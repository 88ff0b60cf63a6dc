// SPDX-License-Identifier: AGPL-3.0-or-later
// Copyright (C) 2012-2025 Andrei Maltsev

use std::{fs, path::Path};

use anyhow::{Context, Result, ensure};
use serde::{Deserialize, Serialize};

use crate::{cfg::logger::LogConfig, models::gateway::GatewayDescriptor};

/// Host-application configuration: where the gateway is, how to talk to
/// it, and how to log. One YAML document carries both sections;
/// [`crate::cfg::logger::init_logger`] consumes the `logger` section of
/// the same file. Protocol timing (discovery windows, batch window,
/// query budgets) is compile-time and intentionally absent here.
#[derive(Deserialize, Serialize, Debug, Clone)]
pub struct Config {
    /// The gateway this process talks to.
    pub gateway: GatewayDescriptor,
    /// Logging setup; optional so library embedders that install their
    /// own subscriber can omit it.
    #[serde(default, skip_serializing_if = "Option::is_none")]
    pub logger: Option<LogConfig>,
}

impl Config {
    /// Loads the configuration from YAML, validates it, and returns the
    /// ready-to-use value.
    pub fn load_from_file<P: AsRef<Path>>(path: P) -> Result<Self> {
        let s = fs::read_to_string(path)?;
        let mut cfg: Config =
            serde_yaml::from_str(&s).context("failed to parse config YAML")?;
        cfg.validate_and_normalize()?;
        Ok(cfg)
    }

    /// Validates invariants and normalizes derived fields.
    pub fn validate_and_normalize(&mut self) -> Result<()> {
        ensure!(
            !self.gateway.gw_sn.is_empty(),
            "gateway serial must not be empty"
        );
        ensure!(!self.gateway.gw_ip.is_empty(), "gateway ip must not be empty");
        ensure!(self.gateway.port != 0, "gateway port must not be 0");
        if let Some(ca_cert) = &self.gateway.ca_cert {
            ensure!(
                self.gateway.is_tls,
                "ca_cert is set but is_tls is false"
            );
            ensure!(
                !ca_cert.as_os_str().is_empty(),
                "ca_cert must not be empty when set"
            );
        }

        self.gateway.normalize();
        Ok(())
    }
}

§ **PROBLEM DESCRIPTION**
Down to the final line, the data above must be copied exactly.

§ **SOLUTION BELOW**
repository 88ff0b60cf63a6dc
// SPDX-License-Identifier: AGPL-3.0-or-later
// Copyright (C) 2012-2025 Andrei Maltsev

use std::{fs, path::Path};

use anyhow::{Context, Result, ensure};
use serde::{Deserialize, Serialize};

use crate::{cfg::logger::LogConfig, models::gateway::GatewayDescriptor};

/// Host-application configuration: where the gateway is, how to talk to
/// it, and how to log. One YAML document carries both sections;
/// [`crate::cfg::logger::init_logger`] consumes the `logger` section of
/// the same file. Protocol timing (discovery windows, batch window,
/// query budgets) is compile-time and intentionally absent here.
#[derive(Deserialize, Serialize, Debug, Clone)]
pub struct Config {
    /// The gateway this process talks to.
    pub gateway: GatewayDescriptor,
    /// Logging setup; optional so library embedders that install their
    /// own subscriber can omit it.
    #[serde(default, skip_serializing_if = "Option::is_none")]
    pub logger: Option<LogConfig>,
}

impl Config {
    /// Loads the configuration from YAML, validates it, and returns the
    /// ready-to-use value.
    pub fn load_from_file<P: AsRef<Path>>(path: P) -> Result<Self> {
        let s = fs::read_to_string(path)?;
        let mut cfg: Config =
            serde_yaml::from_str(&s).context("failed to parse config YAML")?;
        cfg.validate_and_normalize()?;
        Ok(cfg)
    }

    /// Validates invariants and normalizes derived fields.
    pub fn validate_and_normalize(&mut self) -> Result<()> {
        ensure!(
            !self.gateway.gw_sn.is_empty(),
            "gateway serial must not be empty"
        );
        ensure!(!self.gateway.gw_ip.is_empty(), "gateway ip must not be empty");
        ensure!(self.gateway.port != 0, "gateway port must not be 0");
        if let Some(ca_cert) = &self.gateway.ca_cert {
            ensure!(
                self.gateway.is_tls,
                "ca_cert is set but is_tls is false"
            );
            ensure!(
                !ca_cert.as_os_str().is_empty(),
                "ca_cert must not be empty when set"
            );
        }

        self.gateway.normalize();
        Ok(())
    }
}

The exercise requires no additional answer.